Your Policy Isn't Big Enough
As we continue to mature the SOA Governance space, the Policy area appears to be the one that is the most immature.
Vendors that are focused on Policy have a big, big job ahead of them.In fact, we believe that the Registry/Repository area and the Testing area of governance will have a lot to do with policy definition and enforcement in addition to those tools that are called governance policy products.
The reason is because policy is a VBT (Very Big Thing).In fact, I think 3 years from now governance will really just be defined by policies and in so doing it will take all three aspects of governance to make policy work.
A simple example -- today’s Policy typically sounds like:
-
“Interoperability checks”
-
“ws-security verification”
-
“Hit testing on XML documents (for you bit twisters like me)”
Pretty granular stuff. That’s not a very big policy.
In fact, the business won’t want to mandate policy that has much to do with things in XML and what standards you’re using.Of course they want standards to get the reuse and interoperability, but their version of policy will be:
-
“I really need functional integrity on this particular transaction activity of the system”
-
“I really need customer credit checks to always be accurate to within 30 minutes of the customer’s activity.”
-
“I can’t allow stale data to be reported as customer’s current activity.”
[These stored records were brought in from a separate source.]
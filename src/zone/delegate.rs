//! The delegate chain: hook dispatch with explicit forwarding.
//!
//! Every operation category (schedule, invoke, handle-error, cancel)
//! dispatches by walking from a starting zone toward the root and handing
//! the operation to the nearest override found. The override receives a
//! forward handle bound to its parent's chain: calling through continues
//! dispatch above it, and not calling through suppresses the terminal
//! effect. Chains that do forward always terminate at a built-in handler
//! performing the host-level effect: enqueue on the host queue, run the
//! callback, report to the uncaught-error sink, or cancel the record.
//!
//! The unhandled-rejection check is its own scheduling category with no
//! override surface; it goes straight to the terminal.

use tracing::{error, trace};

use crate::error::{Error, UncaughtError};
use crate::task::Task;
use crate::types::{ErrorValue, Value};
use crate::zone::current::{TaskGuard, ZoneGuard};
use crate::zone::Zone;

/// Forward handle for the schedule category, bound to the chain above
/// the override that received it.
pub struct ScheduleForward {
    next: Option<Zone>,
}

impl ScheduleForward {
    /// Continues schedule dispatch up the chain.
    ///
    /// `current` is the zone that requested scheduling.
    pub fn schedule_task(&self, current: &Zone, task: Task) -> Task {
        match &self.next {
            Some(zone) => dispatch_schedule(zone, current, task),
            None => terminal_schedule(task),
        }
    }
}

/// Forward handle for the invoke category.
pub struct InvokeForward {
    next: Option<Zone>,
}

impl InvokeForward {
    /// Continues invoke dispatch up the chain.
    pub fn invoke_task(
        &self,
        current: &Zone,
        task: &Task,
        args: Option<Value>,
    ) -> Result<Value, ErrorValue> {
        match &self.next {
            Some(zone) => dispatch_invoke(zone, current, task, args),
            None => terminal_invoke(task, args),
        }
    }
}

/// Forward handle for the handle-error category.
pub struct HandleErrorForward {
    next: Option<Zone>,
}

impl HandleErrorForward {
    /// Continues handle-error dispatch up the chain.
    pub fn handle_error(&self, current: &Zone, error: &UncaughtError) -> bool {
        match &self.next {
            Some(zone) => dispatch_handle_error(zone, current, error),
            None => terminal_handle_error(current, error),
        }
    }
}

/// Forward handle for the cancel category.
pub struct CancelForward {
    next: Option<Zone>,
}

impl CancelForward {
    /// Continues cancel dispatch up the chain.
    pub fn cancel_task(&self, current: &Zone, task: &Task) -> Result<(), Error> {
        match &self.next {
            Some(zone) => dispatch_cancel(zone, current, task),
            None => terminal_cancel(task),
        }
    }
}

pub(crate) fn dispatch_schedule(start: &Zone, current: &Zone, task: Task) -> Task {
    let mut cursor = Some(start.clone());
    while let Some(zone) = cursor {
        if let Some(hook) = zone.schedule_hook() {
            let forward = ScheduleForward {
                next: zone.parent(),
            };
            let target = task.zone_of_execution();
            return hook(&forward, current, &target, task);
        }
        cursor = zone.parent();
    }
    terminal_schedule(task)
}

fn terminal_schedule(task: Task) -> Task {
    task.mark_scheduled();
    let zone = task.zone_of_execution();
    trace!(task = %task.id(), zone = %zone.name(), source = task.source(), "task enqueued");
    zone.host().enqueue(task.clone());
    task
}

/// Schedules the unhandled-rejection check task.
///
/// This is a category of its own: it has no override surface and always
/// reaches the terminal, so a misbehaving schedule hook cannot suppress
/// rejection reporting.
pub(crate) fn dispatch_rejection_check(task: Task) -> Task {
    terminal_schedule(task)
}

pub(crate) fn dispatch_invoke(
    start: &Zone,
    current: &Zone,
    task: &Task,
    args: Option<Value>,
) -> Result<Value, ErrorValue> {
    let mut cursor = Some(start.clone());
    while let Some(zone) = cursor {
        if let Some(hook) = zone.invoke_hook() {
            let forward = InvokeForward {
                next: zone.parent(),
            };
            let target = task.zone_of_execution();
            return hook(&forward, current, &target, task, args);
        }
        cursor = zone.parent();
    }
    terminal_invoke(task, args)
}

fn terminal_invoke(task: &Task, args: Option<Value>) -> Result<Value, ErrorValue> {
    match task.take_callback() {
        Some(callback) => callback(args),
        None => Err(ErrorValue::new(format!(
            "{} has no callback to invoke",
            task.id()
        ))),
    }
}

pub(crate) fn dispatch_handle_error(start: &Zone, current: &Zone, error: &UncaughtError) -> bool {
    let mut cursor = Some(start.clone());
    while let Some(zone) = cursor {
        if let Some(hook) = zone.handle_error_hook() {
            let forward = HandleErrorForward {
                next: zone.parent(),
            };
            return hook(&forward, current, current, error);
        }
        cursor = zone.parent();
    }
    terminal_handle_error(current, error)
}

fn terminal_handle_error(current: &Zone, error: &UncaughtError) -> bool {
    error!(zone = %current.name(), message = %error.message, "uncaught error reached the root handler");
    current.host().report_uncaught(error.clone());
    true
}

pub(crate) fn dispatch_cancel(start: &Zone, current: &Zone, task: &Task) -> Result<(), Error> {
    let mut cursor = Some(start.clone());
    while let Some(zone) = cursor {
        if let Some(hook) = zone.cancel_hook() {
            let forward = CancelForward {
                next: zone.parent(),
            };
            let target = task.zone_of_execution();
            return hook(&forward, current, &target, task);
        }
        cursor = zone.parent();
    }
    terminal_cancel(task)
}

fn terminal_cancel(task: &Task) -> Result<(), Error> {
    task.cancel()?;
    trace!(task = %task.id(), "task canceled");
    Ok(())
}

/// Invokes a scheduled task through the interception pipeline.
///
/// The task moves to `Running`, its execution zone becomes current for
/// the duration of the callback (restored on every exit path), and the
/// task completes even when the callback fails. A callback error is
/// dispatched through the handle-error chain; if no link in the chain
/// claims it, the error surfaces to the invoker.
///
/// # Errors
///
/// Returns an error when the task is not in the `Scheduled` state, or
/// when the callback failed and the handle-error chain declined it.
pub fn invoke_task(task: &Task, args: Option<Value>) -> Result<Value, Error> {
    task.begin_invoke()?;
    let zone = task.zone_of_execution();
    trace!(task = %task.id(), zone = %zone.name(), "invoking task");

    let result = {
        let _zone_guard = ZoneGuard::enter(zone.clone());
        let _task_guard = TaskGuard::enter(task.clone());
        dispatch_invoke(&zone, &zone, task, args)
    };
    task.complete();

    match result {
        Ok(value) => Ok(value),
        Err(thrown) => {
            let report = UncaughtError::from_callback(thrown.clone(), zone.clone(), Some(task.clone()));
            if zone.handle_error(&report) {
                Ok(Value::Unit)
            } else {
                Err(Error::callback_failed(thrown))
            }
        }
    }
}
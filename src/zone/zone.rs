//! The zone type: an immutable node in a tree of execution contexts.

use core::fmt;
use std::collections::HashMap;
use std::sync::{Arc, OnceLock};

use tracing::debug;

use crate::error::{Error, UncaughtError};
use crate::host::ZoneHost;
use crate::task::Task;
use crate::types::{ErrorValue, Value, ZoneId};
use crate::zone::current::{self, ZoneGuard};
use crate::zone::delegate;
use crate::zone::spec::{CancelHook, HandleErrorHook, InvokeHook, ScheduleHook, ZoneSpec};

static PROCESS_ROOT: OnceLock<Zone> = OnceLock::new();

struct ZoneInner {
    id: ZoneId,
    name: String,
    parent: Option<Zone>,
    properties: HashMap<String, Value>,
    on_schedule_task: Option<ScheduleHook>,
    on_invoke_task: Option<InvokeHook>,
    on_handle_error: Option<HandleErrorHook>,
    on_cancel_task: Option<CancelHook>,
    host: Arc<dyn ZoneHost>,
}

/// A node in a rooted tree of execution contexts.
///
/// A zone carries a diagnostic name, inheritable properties, and optional
/// interception hooks. Zones are immutable after creation: forking never
/// mutates the parent, and a child shadows rather than overwrites. The
/// handle is a cheap `Arc` clone.
#[derive(Clone)]
pub struct Zone {
    inner: Arc<ZoneInner>,
}

impl Zone {
    /// Returns the process-wide root zone, created on first use and
    /// backed by the global flush host. Never torn down.
    #[must_use]
    pub fn root() -> Self {
        PROCESS_ROOT
            .get_or_init(|| Self::root_with_host(crate::host::global()))
            .clone()
    }

    /// Creates a fresh root zone backed by an explicit host.
    ///
    /// Adapters wiring zones to a real event loop, and tests wanting an
    /// isolated manually flushed queue, start here.
    #[must_use]
    pub fn root_with_host(host: Arc<dyn ZoneHost>) -> Self {
        Self {
            inner: Arc::new(ZoneInner {
                id: ZoneId::next(),
                name: "<root>".to_owned(),
                parent: None,
                properties: HashMap::new(),
                on_schedule_task: None,
                on_invoke_task: None,
                on_handle_error: None,
                on_cancel_task: None,
                host,
            }),
        }
    }

    /// Forks a child zone from this one.
    ///
    /// The child's hooks and properties shadow this zone's; values of
    /// unset keys remain visible through walk-up lookup. The parent is
    /// never mutated.
    #[must_use]
    pub fn fork(&self, spec: ZoneSpec) -> Self {
        let name = spec.name.unwrap_or_else(|| "<anonymous>".to_owned());
        let child = Self {
            inner: Arc::new(ZoneInner {
                id: ZoneId::next(),
                name,
                parent: Some(self.clone()),
                properties: spec.properties,
                on_schedule_task: spec.on_schedule_task,
                on_invoke_task: spec.on_invoke_task,
                on_handle_error: spec.on_handle_error,
                on_cancel_task: spec.on_cancel_task,
                host: Arc::clone(&self.inner.host),
            }),
        };
        debug!(parent = %self.inner.name, child = %child.inner.name, id = %child.inner.id, "zone forked");
        child
    }

    /// Returns the diagnostic name.
    #[must_use]
    pub fn name(&self) -> &str {
        &self.inner.name
    }

    /// Returns the zone identifier.
    #[must_use]
    pub fn id(&self) -> ZoneId {
        self.inner.id
    }

    /// Returns the parent zone, or `None` for a root.
    #[must_use]
    pub fn parent(&self) -> Option<Self> {
        self.inner.parent.clone()
    }

    /// Returns the zone currently entered on this thread, falling back
    /// to the process root when no zone has been entered.
    #[must_use]
    pub fn current() -> Self {
        current::current_zone().unwrap_or_else(Self::root)
    }

    /// Returns the task currently being invoked on this thread, if any.
    #[must_use]
    pub fn current_task() -> Option<Task> {
        current::current_task()
    }

    /// Looks up `key` walking from this zone to the root.
    ///
    /// `None` means no ancestor defines the key; `Some(Value::Unit)`
    /// means a zone defined it as the absent value. The two are distinct.
    #[must_use]
    pub fn get(&self, key: &str) -> Option<Value> {
        self.zone_with(key)
            .and_then(|zone| zone.inner.properties.get(key).cloned())
    }

    /// Returns the nearest zone (including this one) defining `key`.
    #[must_use]
    pub fn zone_with(&self, key: &str) -> Option<Self> {
        let mut cursor = Some(self.clone());
        while let Some(zone) = cursor {
            if zone.inner.properties.contains_key(key) {
                return Some(zone);
            }
            cursor = zone.parent();
        }
        None
    }

    /// Runs `f` with this zone as current, restoring the previous
    /// current zone on every exit path, including panics.
    pub fn run<R>(&self, f: impl FnOnce() -> R) -> R {
        let _guard = ZoneGuard::enter(self.clone());
        f()
    }

    /// Runs a fallible callback with this zone as current, routing an
    /// `Err` through the handle-error chain.
    ///
    /// Returns `Ok(Value::Unit)` when a hook (or the terminal sink)
    /// claimed the error, and the original `Err` when the chain declined
    /// it.
    ///
    /// # Errors
    ///
    /// Propagates the callback error when no link in the handle-error
    /// chain handled it.
    pub fn run_guarded(
        &self,
        f: impl FnOnce() -> Result<Value, ErrorValue>,
    ) -> Result<Value, ErrorValue> {
        let outcome = {
            let _guard = ZoneGuard::enter(self.clone());
            f()
        };
        match outcome {
            Ok(value) => Ok(value),
            Err(thrown) => {
                let report =
                    UncaughtError::from_callback(thrown.clone(), self.clone(), Self::current_task());
                if self.handle_error(&report) {
                    Ok(Value::Unit)
                } else {
                    Err(thrown)
                }
            }
        }
    }

    /// Schedules a task through the interception pipeline, starting
    /// dispatch at this zone.
    ///
    /// Returns the (possibly transformed) task. When the chain reaches
    /// the terminal handler, the task transitions to `Scheduled` and is
    /// enqueued on the root host; a hook that declines to forward leaves
    /// the task in `Created` and nothing is enqueued.
    pub fn schedule_task(&self, task: Task) -> Task {
        delegate::dispatch_schedule(self, self, task)
    }

    /// Schedules an unhandled-rejection check task.
    ///
    /// Distinct category from ordinary scheduling: no override surface,
    /// terminal-only.
    pub fn schedule_rejection_check(&self, task: Task) -> Task {
        delegate::dispatch_rejection_check(task)
    }

    /// Cancels a scheduled task through the cancel hook chain.
    ///
    /// # Errors
    ///
    /// Returns an error when the task is past the `Scheduled` state.
    pub fn cancel_task(&self, task: &Task) -> Result<(), Error> {
        delegate::dispatch_cancel(self, self, task)
    }

    /// Dispatches an error through the handle-error hook chain.
    ///
    /// Returns true when some link (or the terminal sink) handled it.
    pub fn handle_error(&self, error: &UncaughtError) -> bool {
        delegate::dispatch_handle_error(self, self, error)
    }

    /// Returns true if two handles refer to the same zone node.
    #[must_use]
    pub fn ptr_eq(a: &Self, b: &Self) -> bool {
        Arc::ptr_eq(&a.inner, &b.inner)
    }

    pub(crate) fn schedule_hook(&self) -> Option<&ScheduleHook> {
        self.inner.on_schedule_task.as_ref()
    }

    pub(crate) fn invoke_hook(&self) -> Option<&InvokeHook> {
        self.inner.on_invoke_task.as_ref()
    }

    pub(crate) fn handle_error_hook(&self) -> Option<&HandleErrorHook> {
        self.inner.on_handle_error.as_ref()
    }

    pub(crate) fn cancel_hook(&self) -> Option<&CancelHook> {
        self.inner.on_cancel_task.as_ref()
    }

    pub(crate) fn host(&self) -> &Arc<dyn ZoneHost> {
        &self.inner.host
    }
}

impl PartialEq for Zone {
    fn eq(&self, other: &Self) -> bool {
        Arc::ptr_eq(&self.inner, &other.inner)
    }
}

impl Eq for Zone {}

impl fmt::Debug for Zone {
    fn fmt(&self, f: &mut fmt::Formatter<'_>) -> fmt::Result {
        f.debug_struct("Zone")
            .field("id", &self.inner.id)
            .field("name", &self.inner.name)
            .field(
                "parent",
                &self.inner.parent.as_ref().map(|p| p.name().to_owned()),
            )
            .finish_non_exhaustive()
    }
}

#[cfg(test)]
mod tests {
    use super::*;
    use crate::test_utils::test_root;

    #[test]
    fn fork_shadows_without_mutating_parent() {
        let (_, root) = test_root();
        let parent = root.fork(ZoneSpec::named("parent").with_property("color", "blue"));
        let child = parent.fork(ZoneSpec::named("child").with_property("color", "red"));

        assert_eq!(child.get("color"), Some(Value::str("red")));
        assert_eq!(parent.get("color"), Some(Value::str("blue")));
    }

    #[test]
    fn get_walks_to_root_and_distinguishes_unset() {
        let (_, root) = test_root();
        let parent = root.fork(
            ZoneSpec::named("parent")
                .with_property("shared", Value::Int(1))
                .with_property("absent", Value::Unit),
        );
        let child = parent.fork(ZoneSpec::named("child"));

        assert_eq!(child.get("shared"), Some(Value::Int(1)));
        assert_eq!(child.get("absent"), Some(Value::Unit));
        assert_eq!(child.get("missing"), None);
        assert_eq!(child.zone_with("shared"), Some(parent));
        assert_eq!(child.zone_with("missing"), None);
    }

    #[test]
    fn run_sets_and_restores_current() {
        let (_, root) = test_root();
        let zone = root.fork(ZoneSpec::named("worker"));

        let observed = zone.run(Zone::current);
        assert_eq!(observed, zone);
    }

    #[test]
    fn run_restores_current_on_panic() {
        let (_, root) = test_root();
        let zone = root.fork(ZoneSpec::named("panicky"));

        let before = root.run(|| {
            let result = std::panic::catch_unwind(std::panic::AssertUnwindSafe(|| {
                zone.run(|| panic!("boom"));
            }));
            assert!(result.is_err());
            Zone::current()
        });
        assert_eq!(before, root);
    }

    #[test]
    fn run_guarded_routes_errors_to_the_sink() {
        let (host, root) = test_root();
        let result = root.run_guarded(|| Err(crate::types::ErrorValue::new("oops")));
        assert_eq!(result, Ok(Value::Unit));
        let reports = host.take_uncaught_reports();
        assert_eq!(reports.len(), 1);
        assert_eq!(reports[0].error.message(), "oops");
    }

    #[test]
    fn zone_identity_is_by_node() {
        let (_, root) = test_root();
        let a = root.fork(ZoneSpec::named("same"));
        let b = root.fork(ZoneSpec::named("same"));
        assert_ne!(a, b);
        assert_eq!(a, a.clone());
    }
}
All of these kinds of things – that’s Policy.
When the business talks about policy, they are not going to read standards definitions from OASIS.They are going to talk about what their business functions are and what kind of expectations they want to put on the systems that are implementing those policies.That is Policy – that is a Very Big Thing.
So, short and sweet, if you are talking to a vendor who has got a so-called complete SOA Governance Policy Management System -- I haven’t yet seen that thing.Their definition of Policy is way too small.
You’re going to have to sign off on the much bigger problem of Policy at the business level, which is what SOA should be all about.Remember, we are aligning IT to the business, but not if we force-feed a definition of Policy to business. Business will take on a "free-market definition" of SOA Policy , whatever the consortiums try to dictate.
When the definition of policy is business-aligned it’s going to require very rigorous, here’s the bad word, “TESTING” -- on a continuous basis of the functional integrity of the system as it is running.Of course, things like IT guidelines are good policy, Performance Expectations are good policy, Down Time and Notification and all of those other things, very good policy.But if it isn’t also heavily involved in the way the business wants to set up expected behaviors, it’s not big enough.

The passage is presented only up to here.